Significance What defines the number and dynamics of the stem cells that generate and renew biological tissues? Although several molecular markers have been described to predict stem cell potential, we propose a complementary approach that mathematically describes “stemness” as an emergent property arising from a stochastic competition for space. We predict from that competition the robust emergence of a region made of functional stem cells, as well as give simple predictions on lineage-survival probability. We test our results with data obtained from intravital live-imaging experiments in mammary gland development, existing data from kidney development, and from the self-renewal of the crypt to show that our framework can predict the number of functional stem cells and lineage-survival probability.

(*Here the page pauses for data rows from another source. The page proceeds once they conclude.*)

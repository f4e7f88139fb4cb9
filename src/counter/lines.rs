use std::io::Read;

/// Outcome of counting the lines of a text stream.
#[derive(Debug, Clone, Copy, PartialEq, Eq)]
pub enum CountResult {
    Lines(usize),
    /// Content is not valid UTF-8 (binary file or another encoding).
    InvalidEncoding,
}

/// Counts lines using universal-newline rules.
///
/// `\n`, `\r\n` and a lone `\r` each end a line. A trailing segment with no
/// terminator still counts as a line, so `"a\nb"` has two lines and an empty
/// input has none.
#[derive(Debug, Default, Clone, Copy)]
pub struct LineCounter;

impl LineCounter {
    #[must_use]
    pub fn count(&self, source: &str) -> usize {
        let bytes = source.as_bytes();
        let mut lines = 0;
        let mut i = 0;

        while i < bytes.len() {
            match bytes[i] {
                b'\n' => lines += 1,
                b'\r' => {
                    lines += 1;
                    if bytes.get(i + 1) == Some(&b'\n') {
                        i += 1;
                    }
                }
                _ => {}
            }
            i += 1;
        }

        if bytes.last().is_some_and(|b| *b != b'\n' && *b != b'\r') {
            lines += 1;
        }

        lines
    }

    /// Decode raw bytes as UTF-8 and count their lines.
    #[must_use]
    pub fn count_bytes(&self, bytes: &[u8]) -> CountResult {
        std::str::from_utf8(bytes).map_or(CountResult::InvalidEncoding, |text| {
            CountResult::Lines(self.count(text))
        })
    }

    /// Read the whole stream, then decode and count it.
    ///
    /// # Errors
    /// Returns an I/O error if reading from the reader fails.
    pub fn count_reader<R: Read>(&self, mut reader: R) -> std::io::Result<CountResult> {
        let mut buf = Vec::new();
        reader.read_to_end(&mut buf)?;
        Ok(self.count_bytes(&buf))
    }
}

#[cfg(test)]
#[path = "lines_tests.rs"]
mod tests;
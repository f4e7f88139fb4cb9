use std::fmt;
use std::path::{Path, PathBuf};

use serde::{Deserialize, Serialize, Serializer};

pub const MISSING_FILE_MESSAGE: &str = "File does not exist";
pub const ENCODING_MESSAGE: &str = "Binary file or encoding issue";

/// Outcome of probing one file.
#[derive(Debug, Clone, Copy, PartialEq, Eq, Hash, Serialize, Deserialize)]
#[serde(rename_all = "lowercase")]
pub enum Status {
    Passed,
    Failed,
    Warning,
    Unknown,
}

impl Status {
    #[must_use]
    pub const fn as_str(self) -> &'static str {
        match self {
            Self::Passed => "passed",
            Self::Failed => "failed",
            Self::Warning => "warning",
            Self::Unknown => "unknown",
        }
    }

    /// Whether a result with this status must carry at least one error.
    #[must_use]
    pub const fn requires_errors(self) -> bool {
        matches!(self, Self::Failed | Self::Warning)
    }
}

impl fmt::Display for Status {
    fn fmt(&self, f: &mut fmt::Formatter<'_>) -> fmt::Result {
        f.write_str(self.as_str())
    }
}

/// A problem recorded while probing a file.
///
/// Persisted as its display text. Parsing maps the two fixed messages back to
/// their variants and anything else to [`ProbeError::Io`].
#[derive(Debug, Clone, PartialEq, Eq, Serialize, Deserialize)]
#[serde(into = "String", from = "String")]
pub enum ProbeError {
    /// The path does not resolve to an existing filesystem entry.
    MissingFile,
    /// The content is not valid UTF-8.
    Encoding,
    /// Any other failure while reading metadata or content.
    Io(String),
}

impl ProbeError {
    #[must_use]
    pub fn io(err: &std::io::Error) -> Self {
        Self::Io(err.to_string())
    }
}

impl fmt::Display for ProbeError {
    fn fmt(&self, f: &mut fmt::Formatter<'_>) -> fmt::Result {
        match self {
            Self::MissingFile => f.write_str(MISSING_FILE_MESSAGE),
            Self::Encoding => f.write_str(ENCODING_MESSAGE),
            Self::Io(message) => f.write_str(message),
        }
    }
}

impl From<ProbeError> for String {
    fn from(err: ProbeError) -> Self {
        err.to_string()
    }
}

impl From<String> for ProbeError {
    fn from(message: String) -> Self {
        match message.as_str() {
            MISSING_FILE_MESSAGE => Self::MissingFile,
            ENCODING_MESSAGE => Self::Encoding,
            _ => Self::Io(message),
        }
    }
}

/// Everything recorded about one probed file.
///
/// Built through the status-specific constructors so that failed and warning
/// results always carry an error and passed results never do. Deserializing
/// enforces the same rule.
#[derive(Debug, Clone, PartialEq, Eq, Serialize, Deserialize)]
#[serde(try_from = "StoredResult")]
pub struct FileResult {
    #[serde(rename = "file", serialize_with = "serialize_path")]
    path: PathBuf,
    exists: bool,
    readable: bool,
    size: u64,
    lines: usize,
    status: Status,
    errors: Vec<ProbeError>,
}

fn serialize_path<S: Serializer>(path: &Path, serializer: S) -> Result<S::Ok, S::Error> {
    serializer.serialize_str(&path.to_string_lossy())
}

/// Persisted shape of a [`FileResult`], checked before it becomes one.
#[derive(Deserialize)]
struct StoredResult {
    file: PathBuf,
    exists: bool,
    readable: bool,
    size: u64,
    lines: usize,
    status: Status,
    errors: Vec<ProbeError>,
}

impl TryFrom<StoredResult> for FileResult {
    type Error = String;

    fn try_from(stored: StoredResult) -> Result<Self, Self::Error> {
        if stored.status.requires_errors() == stored.errors.is_empty() {
            return Err(format!(
                "{}: status `{}` does not allow {} error(s)",
                stored.file.display(),
                stored.status,
                stored.errors.len()
            ));
        }

        Ok(Self {
            path: stored.file,
            exists: stored.exists,
            readable: stored.readable,
            size: stored.size,
            lines: stored.lines,
            status: stored.status,
            errors: stored.errors,
        })
    }
}

impl FileResult {
    #[must_use]
    pub fn missing(path: &Path) -> Self {
        Self {
            path: path.to_path_buf(),
            exists: false,
            readable: false,
            size: 0,
            lines: 0,
            status: Status::Failed,
            errors: vec![ProbeError::MissingFile],
        }
    }

    #[must_use]
    pub fn passed(path: &Path, readable: bool, size: u64, lines: usize) -> Self {
        Self {
            path: path.to_path_buf(),
            exists: true,
            readable,
            size,
            lines,
            status: Status::Passed,
            errors: Vec::new(),
        }
    }

    #[must_use]
    pub fn encoding_warning(path: &Path, readable: bool, size: u64) -> Self {
        Self {
            path: path.to_path_buf(),
            exists: true,
            readable,
            size,
            lines: 0,
            status: Status::Warning,
            errors: vec![ProbeError::Encoding],
        }
    }

    #[must_use]
    pub fn failed(path: &Path, exists: bool, readable: bool, size: u64, error: ProbeError) -> Self {
        Self {
            path: path.to_path_buf(),
            exists,
            readable,
            size,
            lines: 0,
            status: Status::Failed,
            errors: vec![error],
        }
    }

    #[must_use]
    pub fn path(&self) -> &Path {
        &self.path
    }

    #[must_use]
    pub const fn exists(&self) -> bool {
        self.exists
    }

    #[must_use]
    pub const fn readable(&self) -> bool {
        self.readable
    }

    #[must_use]
    pub const fn size(&self) -> u64 {
        self.size
    }

    #[must_use]
    pub const fn lines(&self) -> usize {
        self.lines
    }

    #[must_use]
    pub const fn status(&self) -> Status {
        self.status
    }

    #[must_use]
    pub fn errors(&self) -> &[ProbeError] {
        &self.errors
    }

    #[must_use]
    pub fn is_failed(&self) -> bool {
        self.status == Status::Failed
    }

    #[must_use]
    pub fn is_warning(&self) -> bool {
        self.status == Status::Warning
    }
}

#[cfg(test)]
#[path = "result_tests.rs"]
mod tests;
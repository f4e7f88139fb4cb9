use std::path::Path;

use crate::cli::{Cli, ColorChoice};
use crate::config::{Config, ConfigLoader, FileConfigLoader, LoadResult};
use crate::output::ColorMode;

#[must_use]
pub const fn color_choice_to_mode(choice: ColorChoice) -> ColorMode {
    match choice {
        ColorChoice::Auto => ColorMode::Auto,
        ColorChoice::Always => ColorMode::Always,
        ColorChoice::Never => ColorMode::Never,
    }
}

/// Load configuration from the filesystem, or defaults when `no_config` is set.
///
/// # Errors
/// Returns an error if the explicit config file is missing, or if any config
/// file found cannot be parsed.
pub fn load_config(config_path: Option<&Path>, no_config: bool) -> crate::Result<LoadResult> {
    if no_config {
        return Ok(LoadResult {
            config: Config::default(),
            source: None,
        });
    }

    let loader = FileConfigLoader::new();
    config_path.map_or_else(|| loader.load(), |path| loader.load_from_path(path))
}

/// CLI values win over whatever the config file says.
pub fn apply_cli_overrides(config: &mut Config, cli: &Cli) {
    if let Some(extensions) = &cli.extensions {
        config.extensions.clone_from(extensions);
    }

    if let Some(output) = &cli.output {
        config.output.clone_from(output);
    }

    config.exclude.extend(cli.exclude.iter().cloned());
}

#[cfg(test)]
#[path = "context_tests.rs"]
mod tests;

Understanding to what extent stem cell potential is a cell-intrinsic property or an emergent behavior coming from global tissue dynamics and geometry is a key outstanding question of systems and stem cell biology. Here, we propose a theory of stem cell dynamics as a stochastic competition for access to a spatially localized niche, giving rise to a stochastic conveyor-belt model. Cell divisions produce a steady cellular stream which advects cells away from the niche, while random rearrangements enable cells away from the niche to be favorably repositioned. Importantly, even when assuming that all cells in a tissue are molecularly equivalent, we predict a common (“universal”) functional dependence of the long-term clonal survival probability on distance from the niche, as well as the emergence of a well-defined number of functional stem cells, dependent only on the rate of random movements vs. mitosis-driven advection. We test the predictions of this theory on datasets of pubertal mammary gland tips and embryonic kidney tips, as well as homeostatic intestinal crypts. Importantly, we find good agreement for the predicted functional dependency of the competition as a function of position, and thus functional stem cell number in each organ. This argues for a key role of positional fluctuations in dictating stem cell number and dynamics, and we discuss the applicability of this theory to other settings.